The study's key findings include: 1. The development of a complex-valued neural network (cv-NN) with linear dynamics and nonlinear readout that can perform sophisticated computations through transient spatiotemporal dynamics, including chimera states. This is significant because it demonstrates that complex computations can be achieved even with linear dynamics, which are typically considered too simple for such tasks. 2. The derivation of an exact, closed-form mathematical expression describing the complete computation performed by the cv-NN. This allows for precise design and prediction of the network's behavior. 3. The successful implementation of various computational tasks using the cv-NN, including logic gates (XOR), short-term memory with online updating capabilities, and a secure message passing system using a symmetric-key encryption scheme based on chimera states. 4. The experimental demonstration that biological neurons can successfully decode the spatiotemporal dynamics of the cv-NN, indicating the potential for seamless integration between artificial and biological neural networks. The results showed that the biological neuron successfully identified the stored item based on the location of the phase-coherent cluster in the cv-NN dynamics. This confirms the feasibility of using such networks in bio-hybrid computing systems. 5. The findings highlight the importance of phase delays in extending the window for bounded amplitude, enabling the creation of rich and transient spatiotemporal patterns suitable for computation. 6. The successful demonstration of a robust symmetric-key encryption system highlights the potential of the cv-NN for secure communication. The system demonstrated resistance against random attacks.

The findings address the research question by demonstrating that a complex-valued linear neural network can perform complex computations using transient spatiotemporal dynamics. The exact mathematical solvability of the system provides a powerful tool for understanding and designing computations in neural networks. The significance of the results lies in the potential to design highly adaptable and efficient bio-hybrid computing systems.
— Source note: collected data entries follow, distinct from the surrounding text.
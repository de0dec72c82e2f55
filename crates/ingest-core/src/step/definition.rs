use std::fmt;

use crate::errors::CoreResult;
use crate::model::{EntitySchema, MappedRelationshipSchema, RelationshipSchema};
use crate::step::StepExecutionContext;

/// Execution function of a step. `C` is the source client type.
pub type StepExecutor<C> = for<'a> fn(&StepExecutionContext<'a, C>) -> CoreResult<()>;

/// Immutable step metadata plus its execution function.
pub struct StepDescriptor<C> {
    pub id: String,
    pub name: String,
    pub entities: Vec<EntitySchema>,
    pub relationships: Vec<RelationshipSchema>,
    pub mapped_relationships: Vec<MappedRelationshipSchema>,
    pub depends_on: Vec<String>,
    pub executor: StepExecutor<C>,
}

impl<C> StepDescriptor<C> {
    pub fn new(id: &str, name: &str, executor: StepExecutor<C>) -> Self {
        Self { id: id.to_string(),
               name: name.to_string(),
               entities: Vec::new(),
               relationships: Vec::new(),
               mapped_relationships: Vec::new(),
               depends_on: Vec::new(),
               executor }
    }

    pub fn with_entities(mut self, entities: &[EntitySchema]) -> Self {
        self.entities.extend_from_slice(entities);
        self
    }

    pub fn with_relationships(mut self, relationships: &[RelationshipSchema]) -> Self {
        self.relationships.extend_from_slice(relationships);
        self
    }

    pub fn with_mapped_relationships(mut self, mapped: &[MappedRelationshipSchema]) -> Self {
        self.mapped_relationships.extend_from_slice(mapped);
        self
    }

    pub fn with_dependencies(mut self, step_ids: &[&str]) -> Self {
        self.depends_on.extend(step_ids.iter().map(|s| s.to_string()));
        self
    }

    pub fn declares_entity_type(&self, entity_type: &str) -> bool {
        self.entities.iter().any(|e| e.entity_type == entity_type)
    }

    pub fn declares_relationship_type(&self, relationship_type: &str) -> bool {
        self.relationships.iter().any(|r| r.relationship_type == relationship_type)
    }

    pub fn declares_mapped_relationship_type(&self, relationship_type: &str) -> bool {
        self.mapped_relationships.iter().any(|r| r.relationship_type == relationship_type)
    }
}

// Manual impls: a derive would require `C: Clone` / `C: Debug`.
impl<C> Clone for StepDescriptor<C> {
    fn clone(&self) -> Self {
        Self { id: self.id.clone(),
               name: self.name.clone(),
               entities: self.entities.clone(),
               relationships: self.relationships.clone(),
               mapped_relationships: self.mapped_relationships.clone(),
               depends_on: self.depends_on.clone(),
               executor: self.executor }
    }
}

impl<C> fmt::Debug for StepDescriptor<C> {
    fn fmt(&self, f: &mut fmt::Formatter<'_>) -> fmt::Result {
        f.debug_struct("StepDescriptor")
         .field("id", &self.id)
         .field("name", &self.name)
         .field("entities", &self.entities.iter().map(|e| e.entity_type).collect::<Vec<_>>())
         .field("relationships",
                &self.relationships.iter().map(|r| r.relationship_type).collect::<Vec<_>>())
         .field("mapped_relationships",
                &self.mapped_relationships.iter().map(|r| r.relationship_type).collect::<Vec<_>>())
         .field("depends_on", &self.depends_on)
         .finish()
    }
}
The ability to seamlessly interface the cv-NN with biological neurons opens new possibilities for developing neuromorphic computing architectures and brain-computer interfaces. The study's findings challenge the conventional view that nonlinear dynamics are essential for complex computations in neural networks, offering a new perspective on network design and computational capabilities. Future research should explore the scalability of the approach to larger networks and more complex computational tasks. Exploring different network topologies and investigating the relationship between network structure, phase delays, and computational power would further advance this field.

This study presents a novel complex-valued neural network (cv-NN) capable of performing computations based on transient spatiotemporal dynamics, described by an exact mathematical solution. The cv-NN successfully implemented logic gates, short-term memory, and a secure message passing system. Moreover, the experimental results demonstrated that biological neurons can decode the cv-NN’s computations. This work provides a significant advance in understanding computation in neural networks and offers promising avenues for developing advanced bio-hybrid computing systems.

While this study demonstrates the potential of cv-NNs, certain limitations exist. The experiments involved relatively small networks. Scaling the cv-NN to larger networks and more complex tasks requires further investigation. The current study primarily focused on a specific network topology and connectivity pattern; exploring the impact of diverse network architectures and connectivity on computational capabilities is needed. Furthermore, the current encryption system is a proof-of-concept; more rigorous security analysis is needed to fully assess its robustness against advanced attacks.